◆ TASK STATEMENT
Your answer should be the lines below from the one holding "Apache-2.0 OR MIT" through the one holding "fn start(&mut self, position: ItemPosition<K>, offset: f64);", copied exactly and with nothing else.
[PROVIDED RECORDS]
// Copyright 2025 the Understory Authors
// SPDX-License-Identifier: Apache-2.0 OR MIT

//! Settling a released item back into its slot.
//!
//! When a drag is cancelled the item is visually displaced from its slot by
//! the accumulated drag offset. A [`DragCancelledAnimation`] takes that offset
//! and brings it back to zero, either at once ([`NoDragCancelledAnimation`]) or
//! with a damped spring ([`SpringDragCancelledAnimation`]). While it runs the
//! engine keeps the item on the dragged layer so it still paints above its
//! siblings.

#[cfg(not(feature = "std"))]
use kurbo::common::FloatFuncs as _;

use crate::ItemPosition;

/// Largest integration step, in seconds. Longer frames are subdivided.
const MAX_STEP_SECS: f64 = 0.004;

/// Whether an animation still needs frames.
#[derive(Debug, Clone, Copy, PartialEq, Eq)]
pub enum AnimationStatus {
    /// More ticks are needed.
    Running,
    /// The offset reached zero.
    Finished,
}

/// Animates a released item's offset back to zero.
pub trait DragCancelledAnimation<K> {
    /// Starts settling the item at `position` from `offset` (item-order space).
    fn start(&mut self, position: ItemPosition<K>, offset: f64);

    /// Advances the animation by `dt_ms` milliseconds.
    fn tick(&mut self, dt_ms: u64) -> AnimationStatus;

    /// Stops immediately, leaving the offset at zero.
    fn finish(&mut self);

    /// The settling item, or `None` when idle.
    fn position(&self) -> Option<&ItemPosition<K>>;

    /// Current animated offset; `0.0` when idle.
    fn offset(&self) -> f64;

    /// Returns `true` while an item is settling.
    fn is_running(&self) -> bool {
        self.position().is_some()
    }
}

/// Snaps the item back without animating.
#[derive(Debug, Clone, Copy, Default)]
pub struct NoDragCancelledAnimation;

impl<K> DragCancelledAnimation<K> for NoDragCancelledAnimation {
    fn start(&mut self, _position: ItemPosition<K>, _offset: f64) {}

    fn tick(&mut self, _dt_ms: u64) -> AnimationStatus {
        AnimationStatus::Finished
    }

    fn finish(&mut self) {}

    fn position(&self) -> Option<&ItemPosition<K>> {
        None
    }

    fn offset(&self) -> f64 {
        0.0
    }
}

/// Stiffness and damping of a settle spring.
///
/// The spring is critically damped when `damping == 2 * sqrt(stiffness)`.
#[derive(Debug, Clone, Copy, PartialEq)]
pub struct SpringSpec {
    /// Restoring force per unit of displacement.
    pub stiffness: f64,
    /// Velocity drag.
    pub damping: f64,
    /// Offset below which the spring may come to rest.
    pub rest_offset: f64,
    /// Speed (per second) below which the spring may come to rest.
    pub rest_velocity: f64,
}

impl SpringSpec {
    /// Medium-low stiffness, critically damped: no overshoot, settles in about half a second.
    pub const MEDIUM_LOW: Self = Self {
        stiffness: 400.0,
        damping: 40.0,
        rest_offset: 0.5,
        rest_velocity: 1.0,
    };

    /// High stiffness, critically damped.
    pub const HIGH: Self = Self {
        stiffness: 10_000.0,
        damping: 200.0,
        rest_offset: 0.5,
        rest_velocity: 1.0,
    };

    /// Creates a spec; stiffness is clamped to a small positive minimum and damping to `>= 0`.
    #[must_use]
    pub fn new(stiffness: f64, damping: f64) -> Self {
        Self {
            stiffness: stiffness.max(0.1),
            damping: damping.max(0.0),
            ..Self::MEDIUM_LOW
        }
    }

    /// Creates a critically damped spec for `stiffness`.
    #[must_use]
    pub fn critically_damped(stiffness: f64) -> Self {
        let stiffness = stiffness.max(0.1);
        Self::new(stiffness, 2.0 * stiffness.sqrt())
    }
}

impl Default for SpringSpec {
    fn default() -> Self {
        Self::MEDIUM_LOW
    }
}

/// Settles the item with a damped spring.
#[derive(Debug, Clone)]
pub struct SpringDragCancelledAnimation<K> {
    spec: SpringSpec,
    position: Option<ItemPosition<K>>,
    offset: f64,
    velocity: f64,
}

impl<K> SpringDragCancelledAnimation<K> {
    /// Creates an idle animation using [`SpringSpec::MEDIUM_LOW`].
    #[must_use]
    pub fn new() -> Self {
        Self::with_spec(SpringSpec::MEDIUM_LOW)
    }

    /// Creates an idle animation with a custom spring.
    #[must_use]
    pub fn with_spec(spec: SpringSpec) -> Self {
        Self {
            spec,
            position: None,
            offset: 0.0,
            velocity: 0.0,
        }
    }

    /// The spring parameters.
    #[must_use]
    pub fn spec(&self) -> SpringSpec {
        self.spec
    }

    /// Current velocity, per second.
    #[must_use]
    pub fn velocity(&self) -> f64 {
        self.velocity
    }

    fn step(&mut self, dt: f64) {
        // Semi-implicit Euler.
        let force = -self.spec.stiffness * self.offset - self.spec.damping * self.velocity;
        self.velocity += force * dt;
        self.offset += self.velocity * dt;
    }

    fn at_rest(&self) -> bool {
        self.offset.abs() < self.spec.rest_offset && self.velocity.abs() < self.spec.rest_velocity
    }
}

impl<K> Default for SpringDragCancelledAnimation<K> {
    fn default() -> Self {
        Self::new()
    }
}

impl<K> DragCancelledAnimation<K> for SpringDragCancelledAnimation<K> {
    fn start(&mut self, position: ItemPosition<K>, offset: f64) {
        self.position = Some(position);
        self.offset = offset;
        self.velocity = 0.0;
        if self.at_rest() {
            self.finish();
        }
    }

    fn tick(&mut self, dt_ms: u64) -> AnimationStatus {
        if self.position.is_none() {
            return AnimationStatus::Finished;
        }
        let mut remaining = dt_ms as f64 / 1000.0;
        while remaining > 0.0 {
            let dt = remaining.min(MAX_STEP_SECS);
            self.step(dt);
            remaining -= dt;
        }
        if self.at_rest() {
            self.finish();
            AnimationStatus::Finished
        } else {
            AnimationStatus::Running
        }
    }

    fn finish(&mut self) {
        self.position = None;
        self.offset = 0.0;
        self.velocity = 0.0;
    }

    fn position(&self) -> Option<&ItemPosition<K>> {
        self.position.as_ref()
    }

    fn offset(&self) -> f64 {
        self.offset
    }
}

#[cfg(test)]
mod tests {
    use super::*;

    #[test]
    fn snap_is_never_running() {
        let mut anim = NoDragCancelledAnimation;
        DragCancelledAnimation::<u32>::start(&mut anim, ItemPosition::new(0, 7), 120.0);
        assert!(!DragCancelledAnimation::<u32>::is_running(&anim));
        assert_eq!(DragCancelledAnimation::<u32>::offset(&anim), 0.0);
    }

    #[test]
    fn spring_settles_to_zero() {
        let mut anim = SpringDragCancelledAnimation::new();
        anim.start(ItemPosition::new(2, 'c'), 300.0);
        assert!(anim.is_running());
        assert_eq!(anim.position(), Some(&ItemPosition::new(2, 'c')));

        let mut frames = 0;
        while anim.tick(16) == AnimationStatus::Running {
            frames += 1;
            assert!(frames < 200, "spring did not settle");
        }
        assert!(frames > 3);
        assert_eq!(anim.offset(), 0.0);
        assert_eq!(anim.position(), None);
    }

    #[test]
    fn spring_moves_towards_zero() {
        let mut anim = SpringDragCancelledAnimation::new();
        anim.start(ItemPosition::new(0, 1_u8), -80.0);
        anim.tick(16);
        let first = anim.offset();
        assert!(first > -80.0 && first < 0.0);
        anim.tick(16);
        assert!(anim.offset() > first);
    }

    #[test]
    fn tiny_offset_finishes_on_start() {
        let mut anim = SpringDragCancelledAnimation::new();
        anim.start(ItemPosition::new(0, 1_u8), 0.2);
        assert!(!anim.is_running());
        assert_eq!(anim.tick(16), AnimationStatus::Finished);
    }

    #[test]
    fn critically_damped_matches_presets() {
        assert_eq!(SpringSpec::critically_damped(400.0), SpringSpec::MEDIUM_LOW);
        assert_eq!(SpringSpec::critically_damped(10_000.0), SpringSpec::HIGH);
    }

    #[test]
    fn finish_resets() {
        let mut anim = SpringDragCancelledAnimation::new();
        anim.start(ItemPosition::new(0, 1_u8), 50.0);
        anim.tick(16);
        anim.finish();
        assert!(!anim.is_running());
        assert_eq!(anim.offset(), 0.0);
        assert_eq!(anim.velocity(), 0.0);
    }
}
[/PROVIDED RECORDS]
◆ SOLUTION
// SPDX-License-Identifier: Apache-2.0 OR MIT

//! Settling a released item back into its slot.
//!
//! When a drag is cancelled the item is visually displaced from its slot by
//! the accumulated drag offset. A [`DragCancelledAnimation`] takes that offset
//! and brings it back to zero, either at once ([`NoDragCancelledAnimation`]) or
//! with a damped spring ([`SpringDragCancelledAnimation`]). While it runs the
//! engine keeps the item on the dragged layer so it still paints above its
//! siblings.

#[cfg(not(feature = "std"))]
use kurbo::common::FloatFuncs as _;

use crate::ItemPosition;

/// Largest integration step, in seconds. Longer frames are subdivided.
const MAX_STEP_SECS: f64 = 0.004;

/// Whether an animation still needs frames.
#[derive(Debug, Clone, Copy, PartialEq, Eq)]
pub enum AnimationStatus {
    /// More ticks are needed.
    Running,
    /// The offset reached zero.
    Finished,
}

/// Animates a released item's offset back to zero.
pub trait DragCancelledAnimation<K> {
    /// Starts settling the item at `position` from `offset` (item-order space).
    fn start(&mut self, position: ItemPosition<K>, offset: f64);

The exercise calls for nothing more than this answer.